BishopAccountability.org

Pell should have acted on priest: Commission lawyers

SBS
October 31, 2016

http://www.sbs.com.au/news/article/2016/10/31/pell-should-have-acted-priest-commission-lawyers

Cardinal Pell's actions during his time in the Melbourne archdiocese and Ballarat diocese have been raised in submissions to the child abuse royal commission.

The child sex abuse royal commission is being urged to reject evidence from Cardinal George Pell, who has been accused of failing to stop a Melbourne pedophile priest.

Lawyers for the commission argue there are no grounds to accept Cardinal Pell's evidence that he was intentionally deceived by Catholic Education Office about abuse carried out by Doveton parish priest Peter Searson in the 1980s.

In their submission to the commission the lawyers say Cardinal Pell knew enough about child abuse claims linked to Searson to consider sacking him or, at the very least, launch an investigation.

While the CEO should have done more to respond to the threat posed by Searson, there was no evidence it had intentionally concealed evidence from the archdiocese or wanted to keep him in Doveton, they said.

"The royal commission should find that the CEO officers had no motive to deceive Cardinal Pell and did not do so," lawyers Gail Furness SC and Stephen Free wrote in their submission published on Monday.

The commission has heard lengthy evidence about abuse carried out by Searson, including indecent assaults, threatening teenagers with a gun, holding a knife to a girl's chest, and showing children a boy's body in a coffin.

A delegation of Doveton teachers warned Cardinal Pell about Searson in November 1989, when he was an auxiliary bishop in Melbourne.

However when Cardinal Pell gave evidence earlier this year he said while he had heard about the allegations against Searson, the CEO deceived him and withheld information.

Lawyers for the commission disagree, arguing that Cardinal Pell and other senior archdiocesan officials failed to exercise proper care for the children of Doveton.

"The matters known to Cardinal Pell on his own evidence (being the matters on the list of incidents and grievances and the 'non-specific' allegation of sexual misconduct) were sufficient that he ought reasonably have concluded that more serious action needed to be taken in relation to Searson," their submission said.

"It appears that Cardinal Pell concluded that no such action was required because the teachers did not ask for Searson to be removed. That was not a satisfactory response."

The lawyers said it was incumbent on Cardinal Pell at the time to have urged the archbishop to take action against Searson.

"His failure to take any such action meant that Cardinal Pell, like other senior officials in the archdiocese before and after him, missed an important opportunity to recognise and deal with the serious risks posed by Searson," they said.

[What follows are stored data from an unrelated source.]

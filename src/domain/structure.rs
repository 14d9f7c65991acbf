//! The three-level nested list: categories own groups, groups own records.
//!
//! The [`Structure`] is the single owner of everything below it. Records are
//! added with [`Structure::insert`] and taken out with [`Structure::remove`];
//! categories and groups are never removed, and a group is only created when
//! an insertion targets a category that has no group yet.

use std::fmt;

use thiserror::Error;
use tracing::{debug, instrument, trace};

use crate::domain::{Chain, Identifier, Record, RecordSource};

/// How many generated identifiers to try before giving up on finding a free
/// one.
pub const MAX_GENERATION_ATTEMPTS: usize = 64;

/// Errors raised by structure mutations.
#[derive(Debug, Error, PartialEq, Eq)]
pub enum Error {
    /// The requested identifier breaks the format rules or is already used.
    #[error("Invalid or non-unique identifier '{0}'")]
    InvalidOrDuplicateIdentifier(String),

    /// The structure has no categories at all.
    #[error("Data structure is empty")]
    EmptyStructure,

    /// No record in the searched group carries the identifier.
    #[error("Record with identifier '{0}' does not exist")]
    IdentifierNotFound(String),

    /// The targeted category does not exist.
    #[error("No category at position {0}")]
    CategoryNotFound(usize),

    /// The targeted group does not exist (and cannot be created there).
    #[error("No group at position {group} in category {category}")]
    GroupNotFound {
        /// Position of the category that was searched.
        category: usize,
        /// Position of the missing group.
        group: usize,
    },

    /// The record source kept proposing identifiers that were already taken.
    #[error("Could not generate a unique identifier in {0} attempts")]
    IdentifiersExhausted(usize),
}

/// Selects the group an operation acts on, by zero-based position.
///
/// The default is the first group of the first category.
#[derive(Debug, Clone, Copy, Default, PartialEq, Eq, Hash)]
pub struct Target {
    /// Position of the category in the structure.
    pub category: usize,
    /// Position of the group within that category.
    pub group: usize,
}

impl Target {
    /// The first group of the first category.
    pub const FIRST: Self = Self::new(0, 0);

    /// Creates a target from category and group positions.
    #[must_use]
    pub const fn new(category: usize, group: usize) -> Self {
        Self { category, group }
    }
}

impl fmt::Display for Target {
    fn fmt(&self, f: &mut fmt::Formatter) -> fmt::Result {
        write!(f, "category {}, group {}", self.category, self.group)
    }
}

/// Second-level container: a keyed list of records.
#[derive(Debug, Clone, PartialEq, Eq)]
pub struct Group {
    key: char,
    records: Chain<Record>,
}

impl Group {
    /// Creates an empty group.
    #[must_use]
    pub const fn new(key: char) -> Self {
        Self {
            key,
            records: Chain::new(),
        }
    }

    /// Creates a group holding `records` in the given order.
    pub fn with_records(key: char, records: impl IntoIterator<Item = Record>) -> Self {
        Self {
            key,
            records: records.into_iter().collect(),
        }
    }

    /// The letter this group was keyed on.
    #[must_use]
    pub const fn key(&self) -> char {
        self.key
    }

    /// The group's records, in link order.
    #[must_use]
    pub const fn records(&self) -> &Chain<Record> {
        &self.records
    }

    /// Returns `true` if a record with this exact identifier is in the group.
    #[must_use]
    pub fn contains(&self, id: &str) -> bool {
        self.records.iter().any(|record| record.id().as_str() == id)
    }
}

/// Top-level container: a keyed list of groups.
#[derive(Debug, Clone, PartialEq, Eq)]
pub struct Category {
    key: char,
    groups: Chain<Group>,
}

impl Category {
    /// Creates a category with no groups.
    #[must_use]
    pub const fn new(key: char) -> Self {
        Self {
            key,
            groups: Chain::new(),
        }
    }

    /// Creates a category holding `groups` in the given order.
    pub fn with_groups(key: char, groups: impl IntoIterator<Item = Group>) -> Self {
        Self {
            key,
            groups: groups.into_iter().collect(),
        }
    }

    /// The letter this category was keyed on.
    #[must_use]
    pub const fn key(&self) -> char {
        self.key
    }

    /// The category's groups, in link order.
    #[must_use]
    pub const fn groups(&self) -> &Chain<Group> {
        &self.groups
    }
}

/// The whole nested list.
///
/// A structure with no categories corresponds to an absent root.
#[derive(Debug, Clone, Default, PartialEq, Eq)]
pub struct Structure {
    categories: Chain<Category>,
}

impl Structure {
    /// Creates a structure with no categories.
    #[must_use]
    pub const fn new() -> Self {
        Self {
            categories: Chain::new(),
        }
    }

    /// The top-level categories, in link order.
    #[must_use]
    pub const fn categories(&self) -> &Chain<Category> {
        &self.categories
    }

    /// Appends a category after the existing ones.
    pub fn push_category(&mut self, category: Category) {
        self.categories.push_back(category);
    }

    /// Returns `true` if there is no root category.
    #[must_use]
    pub const fn is_empty(&self) -> bool {
        self.categories.is_empty()
    }

    /// Every record, visiting categories, then groups, then records in link
    /// order.
    pub fn records(&self) -> impl Iterator<Item = &Record> {
        self.categories
            .iter()
            .flat_map(|category| category.groups.iter())
            .flat_map(|group| group.records.iter())
    }

    /// The number of records across the whole structure.
    #[must_use]
    pub fn record_count(&self) -> usize {
        self.categories
            .iter()
            .flat_map(|category| category.groups.iter())
            .map(|group| group.records.len())
            .sum()
    }

    /// Returns the group at `target`, if it exists.
    #[must_use]
    pub fn group(&self, target: Target) -> Option<&Group> {
        self.categories
            .get(target.category)?
            .groups
            .get(target.group)
    }

    /// Returns `true` if any record anywhere carries this exact identifier.
    #[must_use]
    pub fn contains(&self, id: &str) -> bool {
        self.records().any(|record| record.id().as_str() == id)
    }

    /// Checks that no record anywhere carries `candidate`.
    ///
    /// An absent candidate is trivially unique.
    #[must_use]
    pub fn is_unique(&self, candidate: Option<&str>) -> bool {
        candidate.is_none_or(|id| !self.contains(id))
    }

    /// Finds the group holding the record with identifier `id`.
    #[must_use]
    pub fn locate(&self, id: &str) -> Option<Target> {
        self.categories
            .iter()
            .enumerate()
            .find_map(|(category, entry)| {
                entry
                    .groups
                    .iter()
                    .position(|group| group.contains(id))
                    .map(|group| Target::new(category, group))
            })
    }

    /// Inserts a new record into the group at `target`, keeping that group in
    /// ascending identifier order.
    ///
    /// If `requested` is absent or empty, identifiers are drawn from `source`
    /// until a free one turns up. The record itself is only built once the
    /// identifier has been accepted, and it is spliced in front of the first
    /// record whose identifier is greater than or equal to it.
    ///
    /// When the category has no groups yet and the target is its first group,
    /// a new group is created holding only the new record.
    ///
    /// Returns the identifier of the inserted record.
    ///
    /// # Errors
    ///
    /// - [`Error::InvalidOrDuplicateIdentifier`] if `requested` breaks the
    ///   format rules or is already in use anywhere in the structure
    /// - [`Error::IdentifiersExhausted`] if no free identifier could be
    ///   generated
    /// - [`Error::EmptyStructure`], [`Error::CategoryNotFound`] or
    ///   [`Error::GroupNotFound`] if the target cannot be resolved
    ///
    /// The structure is left unchanged on error.
    #[instrument(level = "debug", skip(self, source))]
    pub fn insert<S>(
        &mut self,
        requested: Option<&str>,
        target: Target,
        source: &mut S,
    ) -> Result<Identifier, Error>
    where
        S: RecordSource + ?Sized,
    {
        let id = match requested.filter(|requested| !requested.is_empty()) {
            Some(requested) => self.admit(requested)?,
            None => self.fresh_identifier(source)?,
        };

        if self.is_empty() {
            return Err(Error::EmptyStructure);
        }
        let category = self
            .categories
            .get_mut(target.category)
            .ok_or(Error::CategoryNotFound(target.category))?;

        if category.groups.is_empty() && target.group == 0 {
            debug!(%target, "creating group on demand");
            category.groups.push_back(Group::new(id.initial()));
        }
        let group = category
            .groups
            .get_mut(target.group)
            .ok_or(Error::GroupNotFound {
                category: target.category,
                group: target.group,
            })?;

        let record = source.record(id.clone());
        let position = group
            .records
            .insert_sorted_by(record, |new, existing| new.id().cmp(existing.id()));
        debug!(%id, position, "inserted record");

        Ok(id)
    }

    /// Unlinks the record with identifier `id` from the group at `target` and
    /// hands it back. Dropping the returned record releases it.
    ///
    /// Only the targeted group is searched; matching is exact and
    /// case-sensitive.
    ///
    /// # Errors
    ///
    /// - [`Error::EmptyStructure`] if there is no root category
    /// - [`Error::CategoryNotFound`] or [`Error::GroupNotFound`] if the target
    ///   cannot be resolved
    /// - [`Error::IdentifierNotFound`] if the group has no such record
    #[instrument(level = "debug", skip(self))]
    pub fn remove(&mut self, id: &str, target: Target) -> Result<Record, Error> {
        if self.is_empty() {
            return Err(Error::EmptyStructure);
        }

        let group = self.group_mut(target)?;
        let record = group
            .records
            .remove_first(|record| record.id().as_str() == id)
            .ok_or_else(|| Error::IdentifierNotFound(id.to_string()))?;
        debug!(%id, remaining = group.records.len(), "removed record");

        Ok(record)
    }

    fn group_mut(&mut self, target: Target) -> Result<&mut Group, Error> {
        self.categories
            .get_mut(target.category)
            .ok_or(Error::CategoryNotFound(target.category))?
            .groups
            .get_mut(target.group)
            .ok_or(Error::GroupNotFound {
                category: target.category,
                group: target.group,
            })
    }

    /// Validates a caller-supplied identifier.
    fn admit(&self, requested: &str) -> Result<Identifier, Error> {
        let rejected = || Error::InvalidOrDuplicateIdentifier(requested.to_string());

        if !self.is_unique(Some(requested)) {
            return Err(rejected());
        }
        Identifier::try_from(requested).map_err(|_| rejected())
    }

    fn fresh_identifier<S>(&self, source: &mut S) -> Result<Identifier, Error>
    where
        S: RecordSource + ?Sized,
    {
        for _ in 0..MAX_GENERATION_ATTEMPTS {
            let candidate = source.next_identifier();
            if !self.contains(&candidate) {
                return Ok(candidate);
            }
            trace!(%candidate, "generated identifier already in use");
        }
        Err(Error::IdentifiersExhausted(MAX_GENERATION_ATTEMPTS))
    }
}

impl FromIterator<Category> for Structure {
    fn from_iter<I: IntoIterator<Item = Category>>(iter: I) -> Self {
        Self {
            categories: iter.into_iter().collect(),
        }
    }
}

Cardinal Pell's lawyer, in a separate submission, said there was no basis for adverse findings against him and that he had "nowhere near" the same amount of information about Searson as Victoria Police did at the time.

"George Pell may now be a cardinal of the Catholic Church, and he accepts by virtue of that position that he is subjected to greater scrutiny than others," the submission said.

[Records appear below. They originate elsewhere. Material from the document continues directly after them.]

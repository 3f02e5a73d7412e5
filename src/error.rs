use std::io;
use std::path::PathBuf;

use thiserror::Error;

/// Failures of the load and write phases.
#[derive(Debug, Error)]
pub enum SplitError {
    // ── Input ─────────────────────────────────────────────────────────────
    #[error("cannot open input file {}: {source}", .path.display())]
    FileNotFound {
        path: PathBuf,
        #[source]
        source: io::Error,
    },

    #[error("input file {} has no header row", .path.display())]
    EmptyInput { path: PathBuf },

    #[error("column {column:?} not found in header of {}", .path.display())]
    ColumnNotFound { column: String, path: PathBuf },

    #[error(
        "malformed row at {}:{line}: expected {expected} fields, found {found}",
        .path.display()
    )]
    MalformedRow {
        path: PathBuf,
        line: u64,
        expected: usize,
        found: usize,
    },

    #[error("failed to parse {}: {source}", .path.display())]
    Parse {
        path: PathBuf,
        #[source]
        source: csv::Error,
    },

    // ── Output ────────────────────────────────────────────────────────────
    #[error("cannot create output directory {}: {source}", .path.display())]
    DirectoryCreationFailed {
        path: PathBuf,
        #[source]
        source: io::Error,
    },

    #[error("failed to write {}: {source}", .path.display())]
    WriteFailed {
        path: PathBuf,
        #[source]
        source: io::Error,
    },
}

"But that does not mean that his involvement in historical events should be inflated or exaggerated because of the position he now holds, nor should the royal commission more readily make findings against him because of his title, as opposed to his actual involvement."

In a separate submission about child abuse carried out in the Ballarat diocese, the commission's lawyers said there was insufficient evidence Cardinal Pell tried to bribe or silence the nephew victim of pedophile priest Gerald Francis Ridsdale.

But the lawyers for the commission said that Cardinal Pell and other consultors to Bishop Ronald Mulkearns in Ballarat knew by 1982 that Ridsale had been sexually abusing children for several years.

Ridsdale was moved several times between parishes by Bishop Mulkearns.

Cardinell Pell, who was a Ballarat priest between 1973 and 1984, claimed when he gave evidence that he never knew the true reason Ridsdale was moved and that pedophilia was not mentioned at consultors meetings held in the 1970s and 1980s.

However counsel assisting the commission said it was the "common understanding" among consultors, including Cardinal Pell, at a 1982 meeting to discuss moving Ridsdale away from the Mortlake parish that he had sexually abused children.

Any consultor who agreed to move Ridsdale, or indeed any priest, with knowledge of allegations of child sexual abuse made against them, had behaved in an "unnacceptable" way, the lawyers said.

Cardinal Pell insists it wasn't until some years later that he learned that Ridsdale abused children.

The commission had not found "a single witness, nor a single document, which evidences that any person, lay or religious, provided information to Father Pell which would have indicated that Ridsdale was abusing children," a submission prepared by his lawyers said.

"Ultimately, when one assesses all of the evidence placed before the royal commission, including that of Cardinal Pell, the commission could not be 'comfortably satisfied' that any one of the allegations made against Cardinal Pell has been made out."

The submissions released by counsel assisting the royal commission run to more than 800 pages. However their recommendations do not have to be accepted.